Activity 1.1.1
Modeling Krill Behavior:
How do brine shrimp react to physical stimuli?
Materials (for each group of 3/4 students):
- microscope or hand lens
- brine shrimp eggs
- plastic bag
- light source
- petri dish
- ice cubes
- cover glass and slide
- salt
- water
- aluminum foil
- glass rod
- graduated cylinder
- balance
- medicine droppers
- bar magnet
- Activity 1.1.1 Student Worksheet
Procedure:
- Make a salty ocean for brine shrimp to swim in by adding 3.5 grams
pure (not iodized) sodium to 1,000 milliliters of water. (3 or 4 tablespoons
salt in a gallon of water)
- Fill a petri about half way with the salty water to make a fish bowl
for the eggs.
- Touch one end of a glass rod to the salt water to dampen it and then
touch the dried brine shrimp. The damp rod will pick up a bunch of eggs.

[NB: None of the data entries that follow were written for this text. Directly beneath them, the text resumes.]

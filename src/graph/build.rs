//! Dependency graph construction.
//!
//! Pure functions that turn declared stacks into a validated DAG. Nothing here
//! touches the backend.

use std::collections::{HashMap, HashSet};

use super::{GraphError, Result};
use crate::types::{StackName, StackSpec};

/// Validated dependency graph.
///
/// INVARIANT: acyclic, every dependency resolves to a declared stack, and
/// stack names are unique. Only [`build`] constructs one.
#[derive(Debug, Clone)]
pub struct DependencyGraph {
    /// Specs in declaration order.
    specs: Vec<StackSpec>,

    index: HashMap<StackName, usize>,

    /// `dependencies[i]` holds the indices stack `i` depends on, deduplicated,
    /// in the order first declared.
    dependencies: Vec<Vec<usize>>,
}

impl DependencyGraph {
    /// Specs in declaration order.
    pub fn specs(&self) -> &[StackSpec] {
        &self.specs
    }

    pub fn len(&self) -> usize {
        self.specs.len()
    }

    pub fn is_empty(&self) -> bool {
        self.specs.is_empty()
    }

    pub fn get(&self, name: &StackName) -> Option<&StackSpec> {
        self.index.get(name).map(|&i| &self.specs[i])
    }

    /// Declaration index of a stack.
    pub fn position(&self, name: &StackName) -> Option<usize> {
        self.index.get(name).copied()
    }

    /// Direct dependencies of a stack, by declaration index.
    pub(crate) fn dependency_indices(&self, index: usize) -> &[usize] {
        &self.dependencies[index]
    }

    /// Direct dependencies of a stack.
    pub fn dependencies(&self, name: &StackName) -> impl Iterator<Item = &StackName> {
        self.index
            .get(name)
            .into_iter()
            .flat_map(|&i| self.dependencies[i].iter())
            .map(|&d| &self.specs[d].name)
    }
}

/// Builds a dependency graph from declared stacks.
///
/// # Errors
///
/// - `DuplicateStack`: two stacks share a name
/// - `UnknownDependency`: a `depends_on` entry names no declared stack
/// - `CyclicDependency`: the dependencies form a cycle
pub fn build(specs: Vec<StackSpec>) -> Result<DependencyGraph> {
    let mut index = HashMap::with_capacity(specs.len());
    for (i, spec) in specs.iter().enumerate() {
        if index.insert(spec.name.clone(), i).is_some() {
            return Err(GraphError::DuplicateStack(spec.name.clone()));
        }
    }

    let mut dependencies = Vec::with_capacity(specs.len());
    for spec in &specs {
        let mut seen = HashSet::new();
        let mut deps = Vec::with_capacity(spec.depends_on.len());
        for dependency in &spec.depends_on {
            let &d = index
                .get(dependency)
                .ok_or_else(|| GraphError::UnknownDependency {
                    stack: spec.name.clone(),
                    dependency: dependency.clone(),
                })?;
            if seen.insert(d) {
                deps.push(d);
            }
        }
        dependencies.push(deps);
    }

    if let Some(cycle) = detect_cycle(&dependencies) {
        return Err(GraphError::CyclicDependency {
            cycle: cycle.into_iter().map(|i| specs[i].name.clone()).collect(),
        });
    }

    Ok(DependencyGraph {
        specs,
        index,
        dependencies,
    })
}

/// Detects a cycle in the dependency edges.
///
/// Returns the stacks on the first cycle found, in traversal order, starting
/// with the stack the back edge points to. Roots and edges are visited in
/// declaration order, so the result is deterministic.
///
/// Uses depth-first search with three-color marking:
/// - White: not yet visited
/// - Gray: on the current DFS path
/// - Black: fully explored
///
/// An edge to a gray node closes a cycle.
fn detect_cycle(dependencies: &[Vec<usize>]) -> Option<Vec<usize>> {
    #[derive(Clone, Copy, PartialEq, Eq)]
    enum Color {
        White,
        Gray,
        Black,
    }

    fn dfs(
        node: usize,
        dependencies: &[Vec<usize>],
        colors: &mut [Color],
        path: &mut Vec<usize>,
    ) -> Option<Vec<usize>> {
        colors[node] = Color::Gray;
        path.push(node);

        for &dep in &dependencies[node] {
            match colors[dep] {
                Color::Gray => {
                    let pos = path.iter().position(|&p| p == dep)?;
                    return Some(path[pos..].to_vec());
                }
                Color::White => {
                    if let Some(cycle) = dfs(dep, dependencies, colors, path) {
                        return Some(cycle);
                    }
                }
                Color::Black => {}
            }
        }

        path.pop();
        colors[node] = Color::Black;
        None
    }

    let mut colors = vec![Color::White; dependencies.len()];
    for root in 0..dependencies.len() {
        if colors[root] == Color::White {
            let mut path = Vec::new();
            if let Some(cycle) = dfs(root, dependencies, &mut colors, &mut path) {
                return Some(cycle);
            }
        }
    }
    None
}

Transfer eggs to the petri by stirring the rod end through the solution
in the petri. Cover the petri dish.
- Look at the eggs through magnification every 24 hours and carefully
draw their appearance. When you have lots of brine shrimp swimming around,
you are ready to conduct experiments.
Brine Shrimp Observations:
- Fill two eyedroppers with crowds of brine shrimp.
- Wrap aluminum foil around one eyedropper to prevent light from entering.
Leave 5mm at the tip free of foil.
- Hold both eyedroppers near a light bulb for at least ten minutes without
moving them. Where do the brine shrimp go in each eyedropper? (Be careful
not to let the eyedroppers get hot.) (effect of light)
- Squirt the brine shrimp back into the petri dish and get new samples
of brine shrimp in each eyedropper.
- Set one eyedropper horizontally on a large ice cube and prop the other
horizontally on your lab table for at least 5 minutes. What response do
you see? (effect of temperature)
- Squirt the brine shrimp back into the petri and get new samples of
brine shrimp in each eyedropper.
- Hold one eyedropper vertically and the other horizontally for two minutes.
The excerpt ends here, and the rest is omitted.